I’m a big fan of thrift store shopping.
I love heading in to one of my favourite second-hand shops and hunting through the racks for treasure. In the Cowichan Valley we are very fortunate to have a relatively large number of really good thrift stores to choose from, where the clothes are clean and properly sorted, with the inevitable junk (clothes too stained, torn or otherwise wrecked to wear) removed.
I can also feel pretty virtuous about indulging in my love of clothes. First, many of the shops are run by various charities, so my cash is going to a good cause. Second, the clothing is inexpensive, so I’m not spending a fortune that I don’t have. Third, I’m giving the clothes a second useable life, and in a world where fast fashion has people discarding clothing by the boatload in an entirely unsustainable manner, this is important to me.
Even many of the clothes we take to be recycled as fabric (rather than re-sold at a thrift store) don’t end up being recycled at all, for a myriad of reasons I won’t get into here. So this is a concrete way I can help keep some things out of the waste stream. And, of course, when I buy something second hand I’m not contributing to the creation of still more new items. It puts an emphasis on the vital reduce and re-use part of the well-known slogan.
My thriftiness predates the recent explosion in popularity of thrifting, as it’s become known on social media. It’s a trend I hope continues and expands, a counterpoint, if you will, to the trend of buying more and more and more items of cheap, disposable clothing. Because people do get rid of this of stuff post-haste. Not only does it often not last, unless you’re a serious hoarder, you couldn’t possibly keep up with the cycle of buying.
Having so much is a really recent phenomenon. Even when I was a child (no, it wasn’t that long ago), we did not have a lot of clothes. A few pairs of pants, tops and shorts, maybe a dress or two. It definitely wouldn’t have filled a walk-in closet, which for many people now is the norm.
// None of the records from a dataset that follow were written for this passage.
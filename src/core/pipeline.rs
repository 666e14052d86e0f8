//! Single parameterized shoreline pipeline
//!
//! synthesis -> hue/value -> adaptive threshold -> blob filter -> boundary -> georeference

use crate::core::blob_filter::{BlobFilter, BlobFilterParams};
use crate::core::boundary::{Boundary, BoundaryExtractor};
use crate::core::georeference::GeoReferencer;
use crate::core::hue_value::{HsvMethod, HueValue, HueValueExtractor};
use crate::core::synthesis::{ChannelSynthesizer, SynthesisInputs, SynthesisParams, SynthesizedRgb};
use crate::core::threshold::{AdaptiveThresholder, ThresholdOutcome, ThresholdParams};
use crate::core::Classification;
use crate::io::output::{write_shoreline_csv, OutputLayout};
use crate::io::raster::{write_geotiff, RasterDataType};
use crate::io::tile::{BandCodes, TileProduct};
use crate::types::{ShorelineError, ShorelinePoint, ShorelineResult};
use serde::{Deserialize, Serialize};
use std::collections::HashMap;
use std::path::Path;
use std::sync::atomic::{AtomicBool, Ordering};

/// Run configuration for one acquisition
#[derive(Debug, Clone, PartialEq, Serialize, Deserialize)]
#[serde(default)]
pub struct ShorelineParams {
    pub synthesis: SynthesisParams,
    pub threshold: ThresholdParams,
    pub blob: BlobFilterParams,
    /// EPSG code of the output coordinates
    pub target_epsg: u32,
    /// Report pixel centres instead of top-left corners
    pub pixel_center: bool,
    pub hsv_method: HsvMethod,
    /// Also write the cleaned water map and boundary map as GeoTIFF
    pub write_rasters: bool,
    /// Reproject written rasters to this EPSG code
    pub raster_epsg: Option<u32>,
    /// Prefix CSV rows with timestamp, satellite and zone
    pub csv_metadata: bool,
    pub band_codes: BandCodes,
    /// Threshold parameters for specific zones, e.g. `"30TXR"`
    pub tile_overrides: HashMap<String, ThresholdParams>,
}

impl Default for ShorelineParams {
    fn default() -> Self {
        Self {
            synthesis: SynthesisParams::default(),
            threshold: ThresholdParams::default(),
            blob: BlobFilterParams::default(),
            target_epsg: 4326,
            pixel_center: true,
            hsv_method: HsvMethod::default(),
            write_rasters: false,
            raster_epsg: None,
            csv_metadata: true,
            band_codes: BandCodes::default(),
            tile_overrides: HashMap::new(),
        }
    }
}

impl ShorelineParams {
    /// Load from a JSON document; absent fields keep their defaults
    pub fn from_json_file<P: AsRef<Path>>(path: P) -> ShorelineResult<Self> {
        let text = std::fs::read_to_string(path.as_ref())?;
        let params: Self = serde_json::from_str(&text)?;
        log::debug!("Loaded parameters from {}: {:?}", path.as_ref().display(), params);
        Ok(params)
    }

    /// Threshold parameters for `zone`, falling back to the global ones
    pub fn threshold_for(&self, zone: Option<&str>) -> &ThresholdParams {
        zone.and_then(|z| self.tile_overrides.get(z))
            .unwrap_or(&self.threshold)
    }
}

/// Every intermediate and final result of one run
#[derive(Debug, Clone)]
pub struct ShorelineProduct {
    pub rgb: SynthesizedRgb,
    pub hue_value: HueValue,
    pub threshold: ThresholdOutcome,
    /// Blob-filtered water map
    pub water: Classification,
    pub boundary: Boundary,
    pub points: Vec<ShorelinePoint>,
}

/// Shoreline extraction for one acquisition
pub struct ShorelinePipeline {
    params: ShorelineParams,
}

impl ShorelinePipeline {
    /// Create a pipeline with the given run configuration
    pub fn new(params: ShorelineParams) -> Self {
        Self { params }
    }

    /// Get the run configuration
    pub fn params(&self) -> &ShorelineParams {
        &self.params
    }

    /// Run every stage on in-memory bands
    ///
    /// `zone` selects per-tile threshold overrides.
    pub fn run_bands(
        &self,
        inputs: SynthesisInputs<'_>,
        zone: Option<&str>,
    ) -> ShorelineResult<ShorelineProduct> {
        let p = &self.params;

        log::info!("Step 1: Channel synthesis");
        let rgb = ChannelSynthesizer::new(p.synthesis.clone()).synthesize(inputs)?;

        log::info!("Step 2: Hue/Value extraction");
        let hue_value =
            HueValueExtractor::new(p.hsv_method).extract(&rgb.red, &rgb.green, &rgb.blue)?;

        log::info!("Step 3: Adaptive thresholding");
        let threshold_params = p.threshold_for(zone).clone();
        log::debug!("Threshold parameters: {:?}", threshold_params);
        let threshold = AdaptiveThresholder::new(threshold_params).threshold(
            &rgb.alpha,
            &hue_value.hue,
            &hue_value.value,
        )?;

        log::info!("Step 4: Blob filtering");
        let water = BlobFilter::new(p.blob.clone()).apply(threshold.water.clone())?;

        log::info!("Step 5: Boundary extraction");
        let boundary = BoundaryExtractor::new().extract(&water)?;

        log::info!("Step 6: Georeferencing");
        let points = GeoReferencer::new(p.target_epsg, p.pixel_center).points(&boundary)?;

        if points.is_empty() {
            log::warn!("No shoreline found");
        }

        Ok(ShorelineProduct {
            rgb,
            hue_value,
            threshold,
            water,
            boundary,
            points,
        })
    }

    /// Load an acquisition from disk, run it and write its outputs under `output_root`
    pub fn run_tile<P: AsRef<Path>>(
        &self,
        tile: &TileProduct,
        output_root: P,
    ) -> ShorelineResult<ShorelineProduct> {
        self.run_tile_cancellable(tile, output_root, &AtomicBool::new(false))
    }

    /// Like `run_tile`, but writes nothing once `cancelled` is set
    pub fn run_tile_cancellable<P: AsRef<Path>>(
        &self,
        tile: &TileProduct,
        output_root: P,
        cancelled: &AtomicBool,
    ) -> ShorelineResult<ShorelineProduct> {
        let p = &self.params;
        let info = tile.info();
        log::info!("Processing acquisition {}", info.prefix);

        let bands = tile.load(p.synthesis.use_edge_mask)?;
        let product = self.run_bands(bands.inputs(), info.zone.as_deref())?;
        drop(bands);

        if cancelled.load(Ordering::SeqCst) {
            log::warn!("Acquisition {} abandoned, skipping outputs", info.prefix);
            return Err(ShorelineError::Cancelled(info.prefix));
        }

        let layout = OutputLayout::for_acquisition(output_root, &info);
        layout.ensure()?;

        let meta = if p.csv_metadata { Some(&info) } else { None };
        write_shoreline_csv(layout.shoreline_csv(), &product.points, meta)?;

        if p.write_rasters {
            write_geotiff(
                &product.water.band,
                layout.water_tif(),
                RasterDataType::Float32,
                p.raster_epsg,
            )?;
            write_geotiff(
                &product.boundary.band,
                layout.boundary_tif(),
                RasterDataType::Float32,
                p.raster_epsg,
            )?;
        }

        log::info!(
            "Acquisition {} done: {} shoreline points in {}",
            info.prefix,
            product.points.len(),
            layout.dir().display()
        );
        Ok(product)
    }
}
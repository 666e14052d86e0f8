use crate::core::band::RasterBand;
use crate::core::boundary::Boundary;
use crate::io::output::write_shoreline_csv;
use crate::types::{Crs, ShorelineError, ShorelinePoint, ShorelineResult};
use gdal::spatial_ref::CoordTransform;
use std::path::Path;

/// How world coordinates reach the target CRS
enum Transform {
    /// Source and target describe the same system
    Identity,
    Gdal(CoordTransform),
}

impl Transform {
    fn new(source: &Crs, target: &Crs) -> ShorelineResult<Self> {
        if source.is_equivalent(target) {
            return Ok(Transform::Identity);
        }
        let src = source.to_spatial_ref()?;
        let dst = target.to_spatial_ref()?;
        Ok(Transform::Gdal(CoordTransform::new(&src, &dst)?))
    }

    fn apply(&self, xs: &mut [f64], ys: &mut [f64]) -> ShorelineResult<()> {
        match self {
            Transform::Identity => Ok(()),
            Transform::Gdal(transform) => {
                let mut zs = vec![0.0; xs.len()];
                transform.transform_coords(xs, ys, &mut zs)?;
                Ok(())
            }
        }
    }
}

impl RasterBand {
    /// Geographic position of pixels given as (row, col)
    ///
    /// World coordinates come from the band's geotransform, shifted by half a
    /// pixel when `center` is set, then transformed from the band projection
    /// into `target`. Use `position_to_csv` to also persist them.
    pub fn position(
        &self,
        pixels: &[(usize, usize)],
        target: &Crs,
        center: bool,
    ) -> ShorelineResult<Vec<ShorelinePoint>> {
        if pixels.is_empty() {
            return Ok(Vec::new());
        }
        let (rows, cols) = self.shape();
        if let Some(&(row, col)) = pixels.iter().find(|&&(r, c)| r >= rows || c >= cols) {
            return Err(ShorelineError::InvalidParameter(format!(
                "pixel ({}, {}) outside a {}x{} band",
                row, col, rows, cols
            )));
        }

        let gt = &self.geotransform;
        let (dx, dy) = if center {
            (gt.pixel_width / 2.0, gt.pixel_height / 2.0)
        } else {
            (0.0, 0.0)
        };

        let mut xs = Vec::with_capacity(pixels.len());
        let mut ys = Vec::with_capacity(pixels.len());
        for &(row, col) in pixels {
            let (x, y) = gt.pixel_to_world(row as f64, col as f64);
            xs.push(x + dx);
            ys.push(y + dy);
        }

        Transform::new(&self.projection, target)?.apply(&mut xs, &mut ys)?;

        Ok(xs
            .into_iter()
            .zip(ys)
            .map(|(lon, lat)| ShorelinePoint { lon, lat })
            .collect())
    }

    /// `position`, then write the points as header-less `lon,lat` rows to `saveto`
    pub fn position_to_csv<P: AsRef<Path>>(
        &self,
        pixels: &[(usize, usize)],
        target: &Crs,
        center: bool,
        saveto: P,
    ) -> ShorelineResult<Vec<ShorelinePoint>> {
        let points = self.position(pixels, target, center)?;
        write_shoreline_csv(saveto, &points, None)?;
        Ok(points)
    }
}

/// Maps shoreline pixels to coordinates in a target CRS
#[derive(Debug, Clone)]
pub struct GeoReferencer {
    target: Crs,
    center: bool,
}

impl GeoReferencer {
    /// Referencer into EPSG `target_epsg`, at pixel centres when `center` is set
    pub fn new(target_epsg: u32, center: bool) -> Self {
        Self {
            target: Crs::Epsg(target_epsg),
            center,
        }
    }

    /// Output coordinate system
    pub fn target(&self) -> &Crs {
        &self.target
    }

    /// Coordinates of every boundary pixel, in row-major order
    pub fn points(&self, boundary: &Boundary) -> ShorelineResult<Vec<ShorelinePoint>> {
        let points = boundary
            .band
            .position(&boundary.pixels, &self.target, self.center)?;
        log::info!(
            "Georeferenced {} shoreline points from {} to {}",
            points.len(),
            boundary.band.projection,
            self.target
        );
        Ok(points)
    }
}

impl Default for GeoReferencer {
    fn default() -> Self {
        Self::new(4326, true)
    }
}
use crate::core::band::RasterBand;
use crate::types::{BoundingBox, Crs, GeoTransform, Sample, ShorelineError, ShorelineResult};
use gdal::raster::{Buffer, GdalType};
use gdal::spatial_ref::{CoordTransform, SpatialRef};
use gdal::{Dataset, DriverManager};
use ndarray::Array2;
use num_traits::NumCast;
use std::path::Path;

/// Sample type of a written GeoTIFF
#[derive(Debug, Clone, Copy, PartialEq, Eq)]
pub enum RasterDataType {
    /// 32-bit float, NaN as no-data
    Float32,
    /// 8-bit unsigned, for binary maps; 255 as no-data
    UInt8,
}

impl RasterDataType {
    /// No-data value written for NaN samples
    pub fn nodata(&self) -> f64 {
        match self {
            RasterDataType::Float32 => f64::NAN,
            RasterDataType::UInt8 => 255.0,
        }
    }
}

/// Read a single-band raster with its geotransform and projection
///
/// Pixels equal to the file's no-data value are returned as NaN.
pub fn read_band<P: AsRef<Path>>(path: P) -> ShorelineResult<RasterBand> {
    let path = path.as_ref();
    if !path.exists() {
        return Err(ShorelineError::MissingInput(path.to_path_buf()));
    }
    log::debug!("Reading raster: {}", path.display());

    let dataset = Dataset::open(path)?;
    let count = dataset.raster_count();
    if count != 1 {
        return Err(ShorelineError::InvalidFormat(format!(
            "{} has {} bands, expected exactly one",
            path.display(),
            count
        )));
    }

    let (width, height) = dataset.raster_size();
    let geotransform = GeoTransform::from_gdal(dataset.geo_transform()?);
    let projection = Crs::from_projection(&dataset.projection());

    let rasterband = dataset.rasterband(1)?;
    let nodata = rasterband.no_data_value();
    let buffer = rasterband.read_as::<Sample>((0, 0), (width, height), (width, height), None)?;

    let mut data = Array2::from_shape_vec((height, width), buffer.data).map_err(|e| {
        ShorelineError::InvalidFormat(format!("{}: {}", path.display(), e))
    })?;
    if let Some(nd) = nodata.filter(|v| !v.is_nan()) {
        let nd = nd as Sample;
        data.mapv_inplace(|v| if v == nd { Sample::NAN } else { v });
    }

    log::debug!(
        "Raster {}x{} ({}), pixel {}x{}",
        width,
        height,
        projection,
        geotransform.pixel_width,
        geotransform.pixel_height
    );
    Ok(RasterBand::new(data, geotransform, projection))
}

/// Persist a band as a single-band GeoTIFF
///
/// With `epsg` set to a system other than the band's own, the grid is warped
/// into that system first.
pub fn write_geotiff<P: AsRef<Path>>(
    band: &RasterBand,
    path: P,
    dtype: RasterDataType,
    epsg: Option<u32>,
) -> ShorelineResult<()> {
    let path = path.as_ref();
    log::info!("Saving GeoTIFF: {}", path.display());

    let target = epsg.map(Crs::Epsg);
    match target {
        Some(target) if !band.projection.is_equivalent(&target) => {
            write_reprojected(band, path, dtype, &target)
        }
        _ => {
            let srs = match band.projection {
                Crs::Unknown => None,
                ref crs => Some(crs.to_spatial_ref()?),
            };
            create_dataset("GTiff", path, band, dtype, srs.as_ref())?;
            Ok(())
        }
    }
}

fn write_reprojected(
    band: &RasterBand,
    path: &Path,
    dtype: RasterDataType,
    target: &Crs,
) -> ShorelineResult<()> {
    let src_srs = band.projection.to_spatial_ref()?;
    let dst_srs = target.to_spatial_ref()?;
    let source = create_dataset("MEM", Path::new(""), band, dtype, Some(&src_srs))?;

    let (rows, cols) = band.shape();
    let bbox = transform_bounds(
        &band.geotransform.bounds(rows, cols),
        &CoordTransform::new(&src_srs, &dst_srs)?,
    )?;

    // Square pixels, same pixel count as the source grid
    let pixel = (bbox.width() * bbox.height() / (rows * cols) as f64).sqrt();
    if !pixel.is_finite() || pixel <= 0.0 {
        return Err(ShorelineError::Processing(format!(
            "degenerate footprint {:?} after reprojection to {}",
            bbox, target
        )));
    }
    let out_cols = ((bbox.width() / pixel).ceil() as usize).max(1);
    let out_rows = ((bbox.height() / pixel).ceil() as usize).max(1);
    let out_gt = GeoTransform::new(bbox.min_x, bbox.max_y, pixel, -pixel);
    log::debug!(
        "Reprojecting {}x{} grid to {} as {}x{} at {:.6}",
        cols,
        rows,
        target,
        out_cols,
        out_rows,
        pixel
    );

    let blank = RasterBand::new(
        Array2::from_elem((out_rows, out_cols), Sample::NAN),
        out_gt,
        target.clone(),
    );
    let destination = create_dataset("GTiff", path, &blank, dtype, Some(&dst_srs))?;
    gdal::raster::reproject(&source, &destination)?;
    Ok(())
}

fn transform_bounds(
    bbox: &BoundingBox,
    transform: &CoordTransform,
) -> ShorelineResult<BoundingBox> {
    let mut xs = [bbox.min_x, bbox.max_x, bbox.min_x, bbox.max_x];
    let mut ys = [bbox.min_y, bbox.min_y, bbox.max_y, bbox.max_y];
    let mut zs = [0.0; 4];
    transform.transform_coords(&mut xs, &mut ys, &mut zs)?;
    let corners: Vec<(f64, f64)> = xs.iter().copied().zip(ys.iter().copied()).collect();
    Ok(BoundingBox::enclosing(&corners))
}

fn create_dataset(
    driver: &str,
    path: &Path,
    band: &RasterBand,
    dtype: RasterDataType,
    srs: Option<&SpatialRef>,
) -> ShorelineResult<Dataset> {
    match dtype {
        RasterDataType::Float32 => {
            let samples = band.data.iter().copied().collect();
            create_typed::<f32>(driver, path, band, samples, dtype.nodata(), srs)
        }
        RasterDataType::UInt8 => {
            let nodata = dtype.nodata() as u8;
            let samples = band
                .data
                .iter()
                .map(|&v| <u8 as NumCast>::from(v.round()).unwrap_or(nodata))
                .collect();
            create_typed::<u8>(driver, path, band, samples, dtype.nodata(), srs)
        }
    }
}

fn create_typed<T: GdalType + Copy>(
    driver: &str,
    path: &Path,
    band: &RasterBand,
    samples: Vec<T>,
    nodata: f64,
    srs: Option<&SpatialRef>,
) -> ShorelineResult<Dataset> {
    let (height, width) = band.shape();
    let driver = DriverManager::get_driver_by_name(driver)?;
    let mut dataset =
        driver.create_with_band_type::<T, _>(path, width as isize, height as isize, 1)?;

    dataset.set_geo_transform(&band.geotransform.to_gdal())?;
    if let Some(srs) = srs {
        dataset.set_spatial_ref(srs)?;
    }

    let mut rasterband = dataset.rasterband(1)?;
    rasterband.set_no_data_value(Some(nodata))?;
    let buffer = Buffer::new((width, height), samples);
    rasterband.write((0, 0), (width, height), &buffer)?;
    drop(rasterband);

    Ok(dataset)
}

impl RasterBand {
    /// Read a single-band raster, see [`read_band`]
    pub fn open<P: AsRef<Path>>(path: P) -> ShorelineResult<RasterBand> {
        read_band(path)
    }

    /// Write as GeoTIFF, see [`write_geotiff`]
    pub fn to_geotiff<P: AsRef<Path>>(
        &self,
        path: P,
        dtype: RasterDataType,
        epsg: Option<u32>,
    ) -> ShorelineResult<()> {
        write_geotiff(self, path, dtype, epsg)
    }
}
//! # Database Migrations
//!
//! Embedded SQL migrations for the SQLite key-value store.
//!
//! ## How Migrations Work
//! ```text
//! ┌─────────────────────────────────────────────────────────────────────────┐
//! │                      Migration Process                                  │
//! │                                                                         │
//! │  SqliteStorage::new()                                                  │
//! │       │                                                                 │
//! │       ▼                                                                 │
//! │  Check _sqlx_migrations table (created on first run)                   │
//! │       │                                                                 │
//! │       ▼                                                                 │
//! │  Compare embedded migrations vs applied                                │
//! │       │                                                                 │
//! │       ├── 001_cart_storage.sql ⬜ (NEW - needs to run)                  │
//! │       │                                                                 │
//! │       ▼                                                                 │
//! │  Run pending migrations in order, record each                          │
//! │                                                                         │
//! └─────────────────────────────────────────────────────────────────────────┘
//! ```
//!
//! ## Adding New Migrations
//!
//! 1. Create a new file in `migrations/sqlite/` with the next sequence number
//! 2. Name format: `NNN_description.sql`
//! 3. Write idempotent SQL (use `IF NOT EXISTS` where possible)
//! 4. **NEVER** modify existing migrations - always add new ones

use sqlx::SqlitePool;
use tracing::info;

use crate::error::StorageResult;

/// Embedded migrations from the `migrations/sqlite` directory.
///
/// The `sqlx::migrate!()` macro embeds all SQL files from the specified
/// directory into the binary at compile time. No runtime file access needed.
static MIGRATOR: sqlx::migrate::Migrator = sqlx::migrate!("../../migrations/sqlite");

/// Runs all pending database migrations.
///
/// ## Safety
/// - Idempotent: safe to run multiple times
/// - Transactional: each migration runs in a transaction
/// - Ordered: migrations run in filename order (001, 002, ...)
pub async fn run_migrations(pool: &SqlitePool) -> StorageResult<()> {
    info!("Checking for pending migrations");

    MIGRATOR.run(pool).await?;

    info!("All migrations applied successfully");
    Ok(())
}

/// Returns information about migrations.
///
/// ## Returns
/// Tuple of (total_migrations, applied_migrations)
///
/// ## Usage
/// For diagnostics and health checks.
pub async fn migration_status(pool: &SqlitePool) -> StorageResult<(usize, usize)> {
    let total = MIGRATOR.migrations.len();

    let applied: i64 = sqlx::query_scalar("SELECT COUNT(*) FROM _sqlx_migrations")
        .fetch_one(pool)
        .await
        .unwrap_or(0);

    Ok((total, applied as usize))
}
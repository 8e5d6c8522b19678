//! # Cart Container
//!
//! The ordered cart container and its mutation rules.
//!
//! ## Invariants
//! - Entries are unique by `id` (adding an id already present is a no-op)
//! - Quantity is always >= 1 (decrement floors at 1; items are never removed)
//! - Insertion order is preserved (the UI renders the list as-is)
//!
//! ## Mutation Rules
//! ```text
//! ┌─────────────────────────────────────────────────────────────────────────┐
//! │                       Cart Mutation Rules                               │
//! │                                                                         │
//! │  add(draft)         id absent ──► push with quantity 1   (changed)     │
//! │                     id present ─► no-op                  (unchanged)   │
//! │                                                                         │
//! │  increment(id)      id present ─► quantity += 1          (found)       │
//! │                     id absent ──► no-op                  (not found)   │
//! │                                                                         │
//! │  decrement(id)      quantity>1 ─► quantity -= 1          (found)       │
//! │                     quantity=1 ─► left at 1              (found)       │
//! │                     id absent ──► no-op                  (not found)   │
//! └─────────────────────────────────────────────────────────────────────────┘
//! ```
//!
//! Each mutator reports what happened as a `bool` so the stateful layer
//! above can decide whether the list needs to be persisted.

use crate::types::{Product, ProductDraft};

/// The shopping cart: an ordered list of line items keyed by product id.
#[derive(Debug, Clone, Default, PartialEq)]
pub struct Cart {
    items: Vec<Product>,
}

impl Cart {
    /// Creates a new empty cart.
    pub fn new() -> Self {
        Cart { items: Vec::new() }
    }

    /// Creates a cart from an already-persisted list of line items.
    ///
    /// The list is taken as-is: persisted blobs are trusted, not re-validated.
    pub fn from_items(items: Vec<Product>) -> Self {
        Cart { items }
    }

    /// Adds a catalog product to the cart with quantity 1.
    ///
    /// ## Behavior
    /// - If no entry has this id: appended to the end of the list
    /// - If an entry with this id exists: no-op (use [`increment`](Self::increment)
    ///   to buy more of an existing product)
    ///
    /// ## Returns
    /// `true` if the cart changed, `false` if the id was already present.
    pub fn add(&mut self, draft: ProductDraft) -> bool {
        if self.items.iter().any(|item| item.id == draft.id) {
            return false;
        }

        self.items.push(draft.into_line_item());
        true
    }

    /// Increases the quantity of the entry with the given id by 1.
    ///
    /// There is no upper bound on quantity.
    ///
    /// ## Returns
    /// `true` if an entry with this id exists, `false` otherwise.
    pub fn increment(&mut self, id: &str) -> bool {
        match self.items.iter_mut().find(|item| item.id == id) {
            Some(item) => {
                item.quantity += 1;
                true
            }
            None => false,
        }
    }

    /// Decreases the quantity of the entry with the given id by 1.
    ///
    /// ## Behavior
    /// - Quantity > 1: decremented
    /// - Quantity == 1: left at 1 (items are never removed through decrement)
    ///
    /// ## Returns
    /// `true` if an entry with this id exists - including when the quantity
    /// was already at the floor - `false` otherwise.
    pub fn decrement(&mut self, id: &str) -> bool {
        match self.items.iter_mut().find(|item| item.id == id) {
            Some(item) => {
                if item.quantity > 1 {
                    item.quantity -= 1;
                }
                true
            }
            None => false,
        }
    }

    /// The ordered line items, oldest first.
    pub fn items(&self) -> &[Product] {
        &self.items
    }

    /// The quantity of the entry with the given id, if present.
    pub fn quantity_of(&self, id: &str) -> Option<u32> {
        self.items
            .iter()
            .find(|item| item.id == id)
            .map(|item| item.quantity)
    }

    /// Number of distinct line items in the cart.
    pub fn len(&self) -> usize {
        self.items.len()
    }

    /// Checks whether the cart has no line items.
    pub fn is_empty(&self) -> bool {
        self.items.is_empty()
    }
}

// =============================================================================
// Unit Tests
// =============================================================================

#[cfg(test)]
mod tests {
    use super::*;

    fn draft(id: &str, price: f64) -> ProductDraft {
        ProductDraft::new(id, format!("Product {id}"), format!("https://img/{id}.png"), price)
    }

    #[test]
    fn test_distinct_adds_each_get_quantity_one() {
        let mut cart = Cart::new();

        assert!(cart.add(draft("a", 10.0)));
        assert!(cart.add(draft("b", 5.0)));
        assert!(cart.add(draft("c", 7.5)));

        assert_eq!(cart.len(), 3);
        assert!(cart.items().iter().all(|item| item.quantity == 1));
    }

    #[test]
    fn test_duplicate_add_is_a_noop() {
        let mut cart = Cart::new();

        assert!(cart.add(draft("a", 10.0)));
        assert!(!cart.add(draft("a", 10.0)));

        assert_eq!(cart.len(), 1);
        assert_eq!(cart.quantity_of("a"), Some(1));
    }

    #[test]
    fn test_increment_existing_and_missing() {
        let mut cart = Cart::new();
        cart.add(draft("a", 10.0));

        assert!(cart.increment("a"));
        assert_eq!(cart.quantity_of("a"), Some(2));

        let before = cart.clone();
        assert!(!cart.increment("ghost"));
        assert_eq!(cart, before);
    }

    #[test]
    fn test_decrement_floors_at_one() {
        let mut cart = Cart::new();
        cart.add(draft("a", 10.0));

        // Found, but quantity stays at the floor.
        assert!(cart.decrement("a"));
        assert_eq!(cart.quantity_of("a"), Some(1));
        assert_eq!(cart.len(), 1);
    }

    #[test]
    fn test_decrement_above_one() {
        let mut cart = Cart::new();
        cart.add(draft("a", 10.0));
        cart.increment("a");
        cart.increment("a");
        assert_eq!(cart.quantity_of("a"), Some(3));

        assert!(cart.decrement("a"));
        assert_eq!(cart.quantity_of("a"), Some(2));
    }

    #[test]
    fn test_decrement_missing_is_a_noop() {
        let mut cart = Cart::new();
        cart.add(draft("a", 10.0));

        let before = cart.clone();
        assert!(!cart.decrement("ghost"));
        assert_eq!(cart, before);
    }

    #[test]
    fn test_insertion_order_preserved() {
        let mut cart = Cart::new();
        cart.add(draft("b", 5.0));
        cart.add(draft("a", 10.0));
        cart.add(draft("c", 7.5));
        cart.increment("a");

        let ids: Vec<&str> = cart.items().iter().map(|item| item.id.as_str()).collect();
        assert_eq!(ids, vec!["b", "a", "c"]);
    }

    #[test]
    fn test_from_items_trusts_the_blob() {
        let items = vec![draft("a", 10.0).into_line_item(), draft("b", 5.0).into_line_item()];
        let cart = Cart::from_items(items.clone());

        assert_eq!(cart.items(), items.as_slice());
    }
}
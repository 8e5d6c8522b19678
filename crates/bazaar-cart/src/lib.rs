//! # bazaar-cart: Persistent Cart State for Bazaar
//!
//! The CartStore component: in-memory cart contents, mutation operations,
//! and persistence to the device key-value store so the cart survives app
//! restarts.
//!
//! ## Module Organization
//! ```text
//! bazaar_cart/
//! ├── lib.rs          ◄─── You are here (exports)
//! ├── store.rs        ◄─── CartStore: state + hydration + persist-on-mutation
//! ├── provider.rs     ◄─── CartProvider / CartContext / CartHandle scope
//! └── error.rs        ◄─── CartError
//! ```
//!
//! ## Consumer Contract
//! ```text
//! ┌─────────────────────────────────────────────────────────────────────────┐
//! │                      Cart Session Lifecycle                             │
//! │                                                                         │
//! │  App start                                                             │
//! │       │                                                                 │
//! │       ▼                                                                 │
//! │  CartProvider::mount(storage).await   ← constructs + hydrates once     │
//! │       │                                                                 │
//! │       ▼                                                                 │
//! │  provider.context()                   ← passed down the UI tree        │
//! │       │                                                                 │
//! │       ▼                                                                 │
//! │  context.use_cart()?                  ← Err(OutsideProvider) if the    │
//! │       │                                 context is detached            │
//! │       ▼                                                                 │
//! │  handle.products()                                                     │
//! │  handle.add_to_cart(draft).await?                                      │
//! │  handle.increment(id).await?                                           │
//! │  handle.decrement(id).await?                                           │
//! └─────────────────────────────────────────────────────────────────────────┘
//! ```
//!
//! Consumers only ever see cloned snapshots plus mutator methods; the list
//! itself is owned by the store and is never handed out mutably.

pub mod error;
pub mod provider;
pub mod store;

pub use error::{CartError, CartResult};
pub use provider::{CartContext, CartHandle, CartProvider};
pub use store::{CartStore, CART_STORAGE_KEY};

// Re-export the domain types consumers pass in and get back.
pub use bazaar_core::{Product, ProductDraft};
We’re seeing some of the downside of our disposable culture intertwined with a desire re-use right here in our own backyard. In Wednesday’s edition we brought you the story of the problem of people leaving heaping piles of donated clothing outside of collection bins. This negates the whole purpose, as anything left out for any length of time won’t be good for anything. And with so many alternatives — including home pick-up and just taking it to a local thrift outlet — it’s infuriating to see something good foiled by people’s thoughtlessness.
Smarten up.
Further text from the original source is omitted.